**EXERCISE DETAILS:** Repeat exactly, please, the opening lines of the data below, through and including the line where "fn spanning(first: NaiveDate, last: NaiveDate, zone: Tz)" sits.

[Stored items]

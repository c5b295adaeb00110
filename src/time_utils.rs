// SPDX-License-Identifier: MIT
// Copyright 2026 Roland Dreier <roland@rolandd.dev>

//! Calendar windows in the configured timezone, plus timestamp formatting.
//!
//! A [`DayWindow`] is the closed range `[00:00:00, 23:59:59.999999999]` of one
//! calendar date in a zone. Every punch resolves "today" through this type, so
//! two instants on the same local date always produce the same window.

use chrono::{DateTime, Datelike, Days, Months, NaiveDate, NaiveTime, SecondsFormat, TimeZone, Utc};
use chrono_tz::Tz;

/// A closed instant range covering one or more whole local calendar days.
#[derive(Debug, Clone, Copy, PartialEq, Eq, Hash)]
pub struct DayWindow {
    pub start: DateTime<Utc>,
    pub end: DateTime<Utc>,
}

impl DayWindow {
    /// Window for the local calendar date of `reference` in `zone`.
    pub fn for_instant(reference: DateTime<Utc>, zone: Tz) -> Self {
        let date = reference.with_timezone(&zone).date_naive();
        Self::for_date(date, zone)
    }

    /// Window for an explicit local calendar date in `zone`.
    pub fn for_date(date: NaiveDate, zone: Tz) -> Self {
        Self::spanning(date, date, zone)
    }

    /// Window for the calendar month (in `zone`) containing `reference`.
    pub fn month_of(reference: DateTime<Utc>, zone: Tz) -> Self {
        let local = reference.with_timezone(&zone).date_naive();
        // Day 1 always exists; the last day is one day before the next month starts.
        let first = local.with_day(1).unwrap_or(local);
        let last = first
            .checked_add_months(Months::new(1))
            .and_then(|next| next.checked_sub_days(Days::new(1)))
            .unwrap_or(first);
        Self::spanning(first, last, zone)
    }

    /// Whether `instant` falls inside the window (both ends inclusive).
    pub fn contains(&self, instant: DateTime<Utc>) -> bool {
        self.start <= instant && instant <= self.end
    }

    fn spanning(first: NaiveDate, last: NaiveDate, zone: Tz) -> Self {
        let end_of_day = NaiveTime::from_hms_nano_opt(23, 59, 59, 999_999_999)
            .unwrap_or(NaiveTime::MIN);
        Self {
            start: local_to_utc(zone, first.and_time(NaiveTime::MIN), true),
            end: local_to_utc(zone, last.and_time(end_of_day), false),
        }
    }
}

/// Resolve a local wall-clock time to UTC.
///
/// DST gaps move forward to the first valid instant; folds pick the earliest
/// mapping for window starts and the latest for window ends.
fn local_to_utc(zone: Tz, local: chrono::NaiveDateTime, is_start: bool) -> DateTime<Utc> {
    let mut probe = local;
    loop {
        match zone.from_local_datetime(&probe) {
            chrono::LocalResult::Single(dt) => return dt.with_timezone(&Utc),
            chrono::LocalResult::Ambiguous(early, late) => {
                let chosen = if is_start { early } else { late };
                return chosen.with_timezone(&Utc);
            }
            chrono::LocalResult::None => {
                probe += chrono::Duration::minutes(1);
            }
        }
    }
}

/// Fixed-width RFC3339 (nanosecond precision) whose lexical order matches time order.
pub fn format_sortable_rfc3339(date: DateTime<Utc>) -> String {
    date.to_rfc3339_opts(SecondsFormat::Nanos, true)
}

/// Parse a `YYYY-MM` month key into the instant at noon on the 1st in `zone`.
pub fn parse_month_key(key: &str, zone: Tz) -> Option<DateTime<Utc>> {
    let date = NaiveDate::parse_from_str(&format!("{key}-01"), "%Y-%m-%d").ok()?;
    let noon = date.and_hms_opt(12, 0, 0)?;
    zone.from_local_datetime(&noon)
        .earliest()
        .map(|dt| dt.with_timezone(&Utc))
}

/// Local calendar date of `instant` in `zone`, e.g. for log fields.
pub fn local_date(instant: DateTime<Utc>, zone: Tz) -> NaiveDate {
    instant.with_timezone(&zone).date_naive()
}
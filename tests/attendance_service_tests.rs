// SPDX-License-Identifier: MIT
// Copyright 2026 Roland Dreier <roland@rolandd.dev>

//! Punch behavior of the attendance service over the in-memory store.

use clockwork::db::{AttendanceStore, MemoryStore, StoreOp};
use clockwork::error::AppError;
use clockwork::models::{AttendanceKind, NewPunch, PageParams};
use clockwork::services::AttendanceService;

mod common;
use common::{at, memory_service};

async fn punch(
    svc: &AttendanceService<MemoryStore>,
    user_id: &str,
    remark: &str,
    pushed_at: &str,
) -> clockwork::models::Attendance {
    svc.create_or_update_attendance(user_id, Some(NewPunch::new(remark, at(pushed_at))))
        .await
        .expect("punch should succeed")
}

#[tokio::test]
async fn test_two_day_scenario() {
    let svc = memory_service();

    let a1 = punch(&svc, "U1", "morning", "2020-01-08T09:00:00+09:00").await;
    assert!(a1.clocked_out.is_none());
    assert_eq!(a1.clocked_in.kind, AttendanceKind::ClockIn);
    assert_eq!(a1.clocked_in.pushed_at, at("2020-01-08T09:00:00+09:00"));

    let a1_out = punch(&svc, "U1", "evening", "2020-01-08T18:00:00+09:00").await;
    assert_eq!(a1_out.id, a1.id);
    assert_eq!(a1_out.clocked_in, a1.clocked_in);
    let t2 = a1_out.clocked_out.clone().expect("clock-out recorded");
    assert!(!t2.is_modified);
    assert_eq!(t2.pushed_at, at("2020-01-08T18:00:00+09:00"));

    let a2 = punch(&svc, "U1", "next day", "2020-01-09T09:00:00+09:00").await;
    assert_ne!(a2.id, a1.id);
    assert!(a2.clocked_out.is_none());

    // A1 is untouched by the next day's punch
    let stored = svc.store().get_attendance(&a1.id).await.unwrap().unwrap();
    assert_eq!(stored, a1_out);
}

#[tokio::test]
async fn test_same_window_yields_same_attendance() {
    let svc = memory_service();
    // 00:00 and 23:59:59 local are the same Tokyo day
    let first = punch(&svc, "U1", "", "2020-01-08T00:00:00+09:00").await;
    let second = punch(&svc, "U1", "", "2020-01-08T23:59:59+09:00").await;
    assert_eq!(first.id, second.id);
}

#[tokio::test]
async fn test_day_boundary_uses_configured_zone() {
    let svc = memory_service();
    // 14:59 UTC and 15:00 UTC fall on different Tokyo days
    let first = punch(&svc, "U1", "", "2020-01-08T14:59:59Z").await;
    let second = punch(&svc, "U1", "", "2020-01-08T15:00:00Z").await;
    assert_ne!(first.id, second.id);
    assert!(second.clocked_out.is_none());
}

#[tokio::test]
async fn test_users_do_not_share_attendances() {
    let svc = memory_service();
    let a = punch(&svc, "U1", "", "2020-01-08T09:00:00+09:00").await;
    let b = punch(&svc, "U2", "", "2020-01-08T09:05:00+09:00").await;
    assert_ne!(a.id, b.id);
    assert!(b.clocked_out.is_none());
}

#[tokio::test]
async fn test_corrections_keep_audit_trail() {
    let svc = memory_service();
    let times = [
        "2020-01-08T09:00:00+09:00",
        "2020-01-08T17:00:00+09:00",
        "2020-01-08T18:00:00+09:00",
        "2020-01-08T19:30:00+09:00",
        "2020-01-08T21:00:00+09:00",
    ];

    let mut last = None;
    for (i, t) in times.iter().enumerate() {
        last = Some(punch(&svc, "U1", &format!("punch {}", i + 1), t).await);
    }
    let attendance = last.unwrap();

    assert_eq!(attendance.clocked_in.remark, "punch 1");
    assert_eq!(attendance.clocked_out.as_ref().unwrap().remark, "punch 5");

    let history = svc
        .attendance_history("U1", &attendance.id)
        .await
        .unwrap();
    assert_eq!(history.len(), times.len());

    let clock_outs: Vec<_> = history
        .iter()
        .filter(|t| t.kind == AttendanceKind::ClockOut)
        .collect();
    assert_eq!(clock_outs.len(), 4);

    let active: Vec<_> = clock_outs.iter().filter(|t| !t.is_modified).collect();
    assert_eq!(active.len(), 1);
    assert_eq!(active[0].remark, "punch 5");

    for superseded in clock_outs.iter().filter(|t| t.is_modified) {
        assert_ne!(superseded.remark, "punch 5");
    }

    let clock_ins: Vec<_> = history
        .iter()
        .filter(|t| t.kind == AttendanceKind::ClockIn)
        .collect();
    assert_eq!(clock_ins.len(), 1);
    assert!(!clock_ins[0].is_modified);
}

#[tokio::test]
async fn test_rejections() {
    let svc = memory_service();
    let ok = NewPunch::new("", at("2020-01-08T09:00:00+09:00"));

    let err = svc
        .create_or_update_attendance("", Some(ok.clone()))
        .await
        .unwrap_err();
    assert!(matches!(err, AppError::InvalidArgument(_)));

    let err = svc.create_or_update_attendance("U1", None).await.unwrap_err();
    assert!(matches!(err, AppError::InvalidArgument(_)));

    let long = NewPunch::new("x".repeat(1001), at("2020-01-08T09:00:00+09:00"));
    let err = svc
        .create_or_update_attendance("U1", Some(long))
        .await
        .unwrap_err();
    assert!(matches!(err, AppError::Validation(_)));
    assert!(err.is_client_error());

    // Exactly 1000 characters is fine
    let max = NewPunch::new("x".repeat(1000), at("2020-01-08T09:00:00+09:00"));
    svc.create_or_update_attendance("U1", Some(max))
        .await
        .unwrap();
}

#[tokio::test]
async fn test_failed_clock_out_leaves_no_partial_write() {
    let svc = memory_service();
    let first = punch(&svc, "U1", "in", "2020-01-08T09:00:00+09:00").await;
    let second = punch(&svc, "U1", "out", "2020-01-08T18:00:00+09:00").await;

    // The invalidate step succeeds inside the unit of work, then the insert fails
    svc.store().fail_on(StoreOp::InsertTime);
    let err = svc
        .create_or_update_attendance(
            "U1",
            Some(NewPunch::new("late", at("2020-01-08T20:00:00+09:00"))),
        )
        .await
        .unwrap_err();
    assert!(matches!(err, AppError::Persistence(_)));
    assert!(!err.is_client_error());
    svc.store().clear_failures();

    let stored = svc.store().get_attendance(&first.id).await.unwrap().unwrap();
    assert_eq!(stored, second);

    let history = svc.attendance_history("U1", &first.id).await.unwrap();
    assert_eq!(history.len(), 2);
    assert!(history.iter().all(|t| !t.is_modified));
}

#[tokio::test]
async fn test_failed_commit_discards_everything() {
    let svc = memory_service();
    svc.store().fail_on(StoreOp::Commit);

    let err = svc
        .create_or_update_attendance(
            "U1",
            Some(NewPunch::new("in", at("2020-01-08T09:00:00+09:00"))),
        )
        .await
        .unwrap_err();
    assert!(matches!(err, AppError::Persistence(_)));
    svc.store().clear_failures();

    let page = svc
        .list_attendances("U1", PageParams::default())
        .await
        .unwrap();
    assert!(page.items.is_empty());

    // The store is usable again once the fault clears
    let a = punch(&svc, "U1", "in", "2020-01-08T09:00:00+09:00").await;
    assert!(a.clocked_out.is_none());
}

#[tokio::test]
async fn test_listing_newest_first_with_has_next() {
    let svc = memory_service();
    for day in 1..=7 {
        punch(&svc, "U1", "", &format!("2020-01-{:02}T09:00:00+09:00", day)).await;
    }

    let first = svc
        .list_attendances("U1", PageParams::new(1, 5))
        .await
        .unwrap();
    assert_eq!(first.items.len(), 5);
    assert!(first.has_next);
    assert_eq!(
        first.items[0].clocked_in.pushed_at,
        at("2020-01-07T09:00:00+09:00")
    );

    let second = svc
        .list_attendances("U1", PageParams::new(2, 5))
        .await
        .unwrap();
    assert_eq!(second.items.len(), 2);
    assert!(!second.has_next);
    assert_eq!(
        second.items[1].clocked_in.pushed_at,
        at("2020-01-01T09:00:00+09:00")
    );
}

#[tokio::test]
async fn test_listing_rejects_bad_page() {
    let svc = memory_service();
    let err = svc
        .list_attendances("U1", PageParams::new(0, 5))
        .await
        .unwrap_err();
    assert!(matches!(err, AppError::Validation(_)));
}

#[tokio::test]
async fn test_monthly_listing_uses_local_month() {
    let svc = memory_service();
    // Local Feb 1 00:30 in Tokyo is still Jan 31 in UTC
    punch(&svc, "U1", "", "2020-01-31T09:00:00+09:00").await;
    punch(&svc, "U1", "", "2020-02-01T00:30:00+09:00").await;
    punch(&svc, "U1", "", "2020-02-29T23:00:00+09:00").await;
    punch(&svc, "U1", "", "2020-03-01T09:00:00+09:00").await;

    let feb = svc
        .list_monthly_attendances("U1", at("2020-02-15T12:00:00+09:00"), PageParams::new(1, 31))
        .await
        .unwrap();
    assert_eq!(feb.items.len(), 2);
    assert!(!feb.has_next);
    assert_eq!(
        feb.items[0].clocked_in.pushed_at,
        at("2020-02-29T23:00:00+09:00")
    );
}

#[tokio::test]
async fn test_history_of_other_users_attendance_is_not_found() {
    let svc = memory_service();
    let a = punch(&svc, "U1", "", "2020-01-08T09:00:00+09:00").await;

    let err = svc.attendance_history("U2", &a.id).await.unwrap_err();
    assert!(matches!(err, AppError::NotFound(_)));

    let err = svc.attendance_history("U1", "missing").await.unwrap_err();
    assert!(matches!(err, AppError::NotFound(_)));
}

**SOLUTION FOR THIS TASK:**
repository c5b295adaeb00110
filename src/time_utils.rs
// SPDX-License-Identifier: MIT
// Copyright 2026 Roland Dreier <roland@rolandd.dev>

//! Calendar windows in the configured timezone, plus timestamp formatting.
//!
//! A [`DayWindow`] is the closed range `[00:00:00, 23:59:59.999999999]` of one
//! calendar date in a zone. Every punch resolves "today" through this type, so
//! two instants on the same local date always produce the same window.

use chrono::{DateTime, Datelike, Days, Months, NaiveDate, NaiveTime, SecondsFormat, TimeZone, Utc};
use chrono_tz::Tz;

/// A closed instant range covering one or more whole local calendar days.
#[derive(Debug, Clone, Copy, PartialEq, Eq, Hash)]
pub struct DayWindow {
    pub start: DateTime<Utc>,
    pub end: DateTime<Utc>,
}

impl DayWindow {
    /// Window for the local calendar date of `reference` in `zone`.
    pub fn for_instant(reference: DateTime<Utc>, zone: Tz) -> Self {
        let date = reference.with_timezone(&zone).date_naive();
        Self::for_date(date, zone)
    }

    /// Window for an explicit local calendar date in `zone`.
    pub fn for_date(date: NaiveDate, zone: Tz) -> Self {
        Self::spanning(date, date, zone)
    }

    /// Window for the calendar month (in `zone`) containing `reference`.
    pub fn month_of(reference: DateTime<Utc>, zone: Tz) -> Self {
        let local = reference.with_timezone(&zone).date_naive();
        // Day 1 always exists; the last day is one day before the next month starts.
        let first = local.with_day(1).unwrap_or(local);
        let last = first
            .checked_add_months(Months::new(1))
            .and_then(|next| next.checked_sub_days(Days::new(1)))
            .unwrap_or(first);
        Self::spanning(first, last, zone)
    }

    /// Whether `instant` falls inside the window (both ends inclusive).
    pub fn contains(&self, instant: DateTime<Utc>) -> bool {
        self.start <= instant && instant <= self.end
    }

    fn spanning(first: NaiveDate, last: NaiveDate, zone: Tz) -> Self {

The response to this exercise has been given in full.